A major concern about the deal is it could diminish Qualcomm's position, leaving room for Chinese company Huawei to take over as a major telecommunications infrastructure provider in the U.S. The treasury Department said in a letter last week it considered Huawei a threat to the development of 5G, while Qualcomm was "well-known and trusted by the U.S. government."
So what's all the fuss over? What exactly is 5G, and why should we care?
Cell phones first started out on an analog network that allowed people to communicate using brick-like mobile phones. The standards evolved to 2G, which allowed for digital service and expanded voice communication. 3G allowed for the use of data, letting us connect to the internet with our phones. 4G's main innovation was speed, allowing people to access data about 10 times faster than 3G.
5G would improve wireless networks in several areas:
Faster data transfer. The proposed 5G standards would theoretically be 10 times faster than 4G, allowing people to access items on their phone that require more data quickly. It could be useful when streaming 4K live TV or a VR application on your mobile device.
"It's not really made so your videos are going to stream better on Facebook," said Gartner principal research analyst Bill Menezes. "But to be able to stream television in addition to internet access, in that respect you'll need 5G — especially to stream 4K ultra-high-definition television."
Quicker response time. 5G would also reduce latency, or the amount of time it takes data to be transferred from device to device.

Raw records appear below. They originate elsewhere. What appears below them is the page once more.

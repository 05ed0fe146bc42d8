pub mod append;
pub mod backend;
pub mod initialize;
pub mod list_all;
pub mod load;
pub mod pagination;

// Re-exports
pub use append::*;
pub use backend::*;
pub use initialize::*;
pub use list_all::*;
pub use load::*;
pub use pagination::*;
use std::sync::Arc;

use async_trait::async_trait;

use hdts_api::domain::registration::RegistrationRequest;
use hdts_api::domain::validation::validate_email_unique;
use hdts_api::error::{ApiError, ApiResult};
use hdts_api::service::EmployeeDirectoryService;
use hdts_db::models::activity::{ActionKind, NewActivityLog};
use hdts_db::models::employee::{EmployeeUserModel, NewEmployeeUser, UserRole};
use hdts_db::repository::append::Append;
use hdts_db::repository::backend::StorageBackend;
use hdts_db::repository::list_all::ListAll;

use crate::repository::activity::activity_log_repository::ActivityLogRepositoryImpl;
use crate::repository::directory::employee_user_repository::EmployeeUserRepositoryImpl;

/// Employee directory service over the local store.
///
/// Registration runs the form-level field rules first and the store-backed
/// uniqueness check second; uniqueness is only consulted when the email
/// itself passed its own rules, matching how the form surfaces errors.
pub struct EmployeeDirectoryServiceImpl<B: StorageBackend> {
    employee_user_repository: Arc<EmployeeUserRepositoryImpl<B>>,
    activity_log_repository: Arc<ActivityLogRepositoryImpl<B>>,
}

impl<B: StorageBackend> EmployeeDirectoryServiceImpl<B> {
    pub fn new(
        employee_user_repository: Arc<EmployeeUserRepositoryImpl<B>>,
        activity_log_repository: Arc<ActivityLogRepositoryImpl<B>>,
    ) -> Self {
        Self {
            employee_user_repository,
            activity_log_repository,
        }
    }
}

#[async_trait]
impl<B: StorageBackend> EmployeeDirectoryService for EmployeeDirectoryServiceImpl<B> {
    async fn register(&self, request: RegistrationRequest) -> ApiResult<EmployeeUserModel> {
        let mut errors = request.field_errors();

        if !errors.iter().any(|(field, _)| *field == "email") {
            let employees = self.employee_user_repository.list_all().await?;
            if let Err(message) = validate_email_unique(&request.email, &employees) {
                errors.push(("email", message));
            }
        }

        if !errors.is_empty() {
            let joined = errors
                .into_iter()
                .map(|(field, message)| format!("{field}: {message}"))
                .collect::<Vec<_>>()
                .join("; ");
            return Err(ApiError::ValidationError(joined));
        }

        let department = request
            .department
            .as_deref()
            .map(str::trim)
            .filter(|d| !d.is_empty())
            .map(str::to_string);
        let new_user = NewEmployeeUser::new(
            request.first_name.trim(),
            request.last_name.trim(),
            request.email.trim(),
            UserRole::Employee,
            department,
        );
        let created = self.employee_user_repository.append(new_user).await?;

        let activity = NewActivityLog::new(
            created.id,
            created.full_name(),
            ActionKind::AccountCreated,
            "user",
            created.id.to_string(),
            format!("Account created for {}", created.email.as_str()),
        );
        self.activity_log_repository.append(activity).await?;

        Ok(created)
    }

    async fn list_employees(&self) -> ApiResult<Vec<EmployeeUserModel>> {
        Ok(self.employee_user_repository.list_all().await?)
    }

    async fn email_exists(&self, email: &str) -> ApiResult<bool> {
        Ok(self
            .employee_user_repository
            .find_by_email(email)
            .await?
            .is_some())
    }
}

This would especially be important for connected devices that need quick reaction times, like connected cars that may need to slam on breaks or robotic surgery devices where a millimeter could mean the difference between life and death.

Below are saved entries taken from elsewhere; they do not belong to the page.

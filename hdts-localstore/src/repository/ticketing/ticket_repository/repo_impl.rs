use async_trait::async_trait;
use std::sync::Arc;
use tracing::warn;

use hdts_db::models::ticket::{TicketModel, TicketStatus};
use hdts_db::repository::backend::StorageBackend;
use hdts_db::repository::list_all::ListAll;
use hdts_db::repository::load::Load;

use crate::keys::TICKETS_KEY;

/// Repository over the ticket collection
pub struct TicketRepositoryImpl<B: StorageBackend> {
    pub(crate) backend: Arc<B>,
}

impl<B: StorageBackend> TicketRepositoryImpl<B> {
    pub fn new(backend: Arc<B>) -> Self {
        Self { backend }
    }

    /// The ticket carrying this public number
    pub async fn find_by_number(
        &self,
        ticket_number: &str,
    ) -> Result<Option<TicketModel>, Box<dyn std::error::Error + Send + Sync>> {
        Self::find_by_number_impl(self, ticket_number).await
    }

    /// Set the assignee and touch `updated_at`. `None` when no ticket
    /// carries this number.
    pub async fn assign(
        &self,
        ticket_number: &str,
        assignee: &str,
    ) -> Result<Option<TicketModel>, Box<dyn std::error::Error + Send + Sync>> {
        Self::assign_impl(self, ticket_number, assignee).await
    }

    /// Move the ticket to a new status and touch `updated_at`, returning
    /// the previous status alongside the updated ticket
    pub async fn update_status(
        &self,
        ticket_number: &str,
        status: TicketStatus,
    ) -> Result<Option<(TicketStatus, TicketModel)>, Box<dyn std::error::Error + Send + Sync>> {
        Self::update_status_impl(self, ticket_number, status).await
    }

    pub(super) async fn read_all(
        repo: &TicketRepositoryImpl<B>,
    ) -> Result<Vec<TicketModel>, Box<dyn std::error::Error + Send + Sync>> {
        match repo.backend.read(TICKETS_KEY).await? {
            Some(raw) => match serde_json::from_str(&raw) {
                Ok(tickets) => Ok(tickets),
                Err(err) => {
                    warn!("persisted document under '{TICKETS_KEY}' failed to parse: {err}");
                    Err(err.into())
                }
            },
            None => Ok(Vec::new()),
        }
    }

    pub(super) async fn write_all(
        repo: &TicketRepositoryImpl<B>,
        tickets: &[TicketModel],
    ) -> Result<(), Box<dyn std::error::Error + Send + Sync>> {
        let raw = serde_json::to_string(tickets)?;
        repo.backend.write(TICKETS_KEY, &raw).await
    }
}

#[async_trait]
impl<B: StorageBackend> ListAll<B, TicketModel> for TicketRepositoryImpl<B> {
    async fn list_all(&self) -> Result<Vec<TicketModel>, Box<dyn std::error::Error + Send + Sync>> {
        Self::read_all(self).await
    }
}

#[async_trait]
impl<B: StorageBackend> Load<B, TicketModel> for TicketRepositoryImpl<B> {
    async fn load(
        &self,
        id: i64,
    ) -> Result<Option<TicketModel>, Box<dyn std::error::Error + Send + Sync>> {
        let tickets = Self::read_all(self).await?;
        Ok(tickets.into_iter().find(|t| t.id == id))
    }
}

#[cfg(test)]
mod tests {
    use super::*;
    use crate::test_helper::setup_test_context;

    #[tokio::test]
    async fn test_list_all_returns_seeded_tickets(
    ) -> Result<(), Box<dyn std::error::Error + Send + Sync>> {
        let ctx = setup_test_context().await?;
        let repo = &ctx.ticketing_repos().ticket_repository;

        let tickets = repo.list_all().await?;
        assert_eq!(tickets.len(), 6);
        Ok(())
    }

    #[tokio::test]
    async fn test_load_finds_a_ticket_by_id(
    ) -> Result<(), Box<dyn std::error::Error + Send + Sync>> {
        let ctx = setup_test_context().await?;
        let repo = &ctx.ticketing_repos().ticket_repository;

        let ticket = repo.load(4).await?;
        assert_eq!(
            ticket.map(|t| t.ticket_number.to_string()),
            Some("TCKT-1004".to_string())
        );
        assert!(repo.load(999).await?.is_none());
        Ok(())
    }
}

"It could enable the 'tactile internet,' where the latency is so short when you are doing something you are filling the other end because the feedback is so quick," Gartner research vice president Mark Hung said.
More devices. The technology allows cell towers to support more devices, which means hundreds of thousands of internet of things objects could connect using cellular networks. It would also allow for 5G modems, which would allow customers to use cellular networks to connect to the internet at home instead of using phone lines or cable modems.
It's important to note the 5G standards being proposed are theoretical and may not live up to these promises.
"This is all in writing until it is formally ratified, based on physics," Menezes said. "Physics says if you design it this way you'll have that theoretical performance."
Case in point: The 4G network has a top speed of 300 megabits per second, but you'll probably only get that speed if you're right next to a cell tower and the only device on it, Menezes explained. Current average speeds in the U.S. are around 40 to 50 megabits per second, Hung said.
5G could potentially hit 1 gigabit per second, but probably will be only around 10 times faster than our current speeds.
"In the real world, you've got interference and things that weaken the system," Menezes said. "It can fall way below that theoretical limit."
We're also a few years away from a full-fledged 5G network. The standards are on pace to be ratified by 2020, Menezes said. AT&T, Verizon and T-Mobile are doing field testing in limited areas right now, but widespread 5G networks in the U.S. probably won't be ready until 2022 to 2023, he added.
But if you're curious about what 5G could mean, South Korea is testing out its 5G network during the upcoming Winter Olympics. The demos will probably just show off basic connected cars and 4K TV live streaming in a small area rather than its full capabilities, Menezes pointed out.